Eine Frau, die vor der Gewalt im Kongo geflohen ist, erreicht ein Flüchtlingscamp im ugandischen KyangwaliBild: Reuters/J. Akena

Für Europa ist der Streit um die Aufnahme von Flüchtlingen zur Zerreißprobe geworden. Während die EU-Mitgliedstaaten im Juni eine Verschärfung der Asylpolitik beschlossen, ist eine Regelung für eine gerechte Verteilung Geflüchteter auf dem Kontinent nicht in Sicht - auch, weil sich Länder wie Ungarn, Tschechien und Polen der Mitverantwortung entziehen.

Weniger festgefahren ist die Situation laut UNHCR in anderen Teilen der Welt, wo an innovativen Lösungen im Flüchtlingsschutz gearbeitet werde. In vielen Ländern würden Flüchtlingen etwa Dokumente ausgestellt, mit denen sie Zugang zum Arbeitsmarkt und zu grundlegender Bildung hätten, so Rentsch. In Uganda gebe man ihnen durch die Bereitstellung von Land die Möglichkeit, sich selbst zu versorgen. 15 Staaten, darunter Äthiopien, Ruanda und Honduras, setzen seit 2016 mithilfe verschiedener Akteure Maßnahmen zur Verbesserung der Situation von Flüchtlingen um. Erfahrungen aus der Pilotphase sind in den UN-Flüchtlingspakt eingeflossen, der unter anderem den Druck auf die Aufnahmeländer mindern soll.

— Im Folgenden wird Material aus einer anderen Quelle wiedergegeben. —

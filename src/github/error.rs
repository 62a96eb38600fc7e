//! Upstream failure taxonomy

use thiserror::Error;

#[derive(Debug, Error)]
pub enum UpstreamError {
    /// GitHub answered outside 2xx (missing path, auth failure, rate limit, outage)
    #[error("upstream returned HTTP {status} (rate limit remaining: {})", .rate_limit_remaining.as_deref().unwrap_or("-"))]
    Status {
        status: u16,
        rate_limit_remaining: Option<String>,
    },

    #[error("upstream request timed out")]
    Timeout,

    #[error("upstream request failed: {0}")]
    Transport(reqwest::Error),

    #[error("unexpected upstream payload: {0}")]
    Payload(#[from] serde_json::Error),

    #[error("file descriptor for '{path}' has no download_url")]
    MissingDownloadUrl { path: String },

    #[error("invalid upstream URL: {0}")]
    InvalidUrl(#[from] url::ParseError),

    #[error("API base '{0}' cannot carry a path")]
    InvalidApiBase(String),
}

impl From<reqwest::Error> for UpstreamError {
    fn from(err: reqwest::Error) -> Self {
        if err.is_timeout() {
            Self::Timeout
        } else {
            Self::Transport(err)
        }
    }
}

impl UpstreamError {
    /// Status code reported to the client
    ///
    /// Every non-success upstream status collapses into 404.
    pub const fn status_code(&self) -> u16 {
        match self {
            Self::Status { .. } => 404,
            Self::Timeout => 504,
            Self::Transport(_)
            | Self::Payload(_)
            | Self::MissingDownloadUrl { .. }
            | Self::InvalidUrl(_)
            | Self::InvalidApiBase(_) => 502,
        }
    }
}
//! GitHub Contents API wire types
//!
//! `GET /repos/{owner}/{repo}/contents/{path}` answers with a JSON array for a
//! directory and a single JSON object for anything else.

use serde::Deserialize;

use super::error::UpstreamError;

/// One item of a directory listing, or the descriptor of a single file
#[derive(Debug, Clone, PartialEq, Eq, Deserialize)]
pub struct Entry {
    /// Display label, e.g. `cat.png`
    pub name: String,
    /// Full repository-relative path, e.g. `images/cat.png`
    pub path: String,
    #[serde(rename = "type")]
    pub kind: EntryKind,
    /// Size in bytes; GitHub reports 0 for directories
    #[serde(default)]
    pub size: Option<u64>,
    /// Raw content URL, only set for files
    #[serde(default)]
    pub download_url: Option<String>,
}

/// Maps to the `type` field of a contents entry
#[derive(Debug, Clone, Copy, PartialEq, Eq, Deserialize)]
#[serde(rename_all = "lowercase")]
pub enum EntryKind {
    Dir,
    File,
    Symlink,
    Submodule,
    #[serde(other)]
    Other,
}

/// Decoded upstream payload
#[derive(Debug, Clone, PartialEq, Eq, Deserialize)]
#[serde(untagged)]
pub enum Contents {
    Directory(Vec<Entry>),
    File(Entry),
}

impl Contents {
    pub fn from_slice(body: &[u8]) -> Result<Self, UpstreamError> {
        serde_json::from_slice(body).map_err(UpstreamError::Payload)
    }
}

Migranten fliehen an der US-mexikansichen Grenze vor dem Tränengas der US-GrenzschützerBild: Reuters/A. Latif

Nur ein Land hat gegen den nicht bindenden Pakt votiert: die USA. Der angestrebte globale Lösungsansatz widerspreche den "souveränen Interessen meiner Regierung", so US-Botschafterin Kelley Currie. Das Einwanderungsland schlechthin fährt unterdessen einen erbarmungslosen Kurs gegen Migranten an der US-mexikanischen Grenze. Nach den Worten von US-Präsident Donald Trump sollen Asylsuchende die Grenze nicht überqueren dürfen, bis ihr Asylverfahren abgeschlossen ist. Zur Not, twitterte Trump im November, werde die Grenze geschlossen.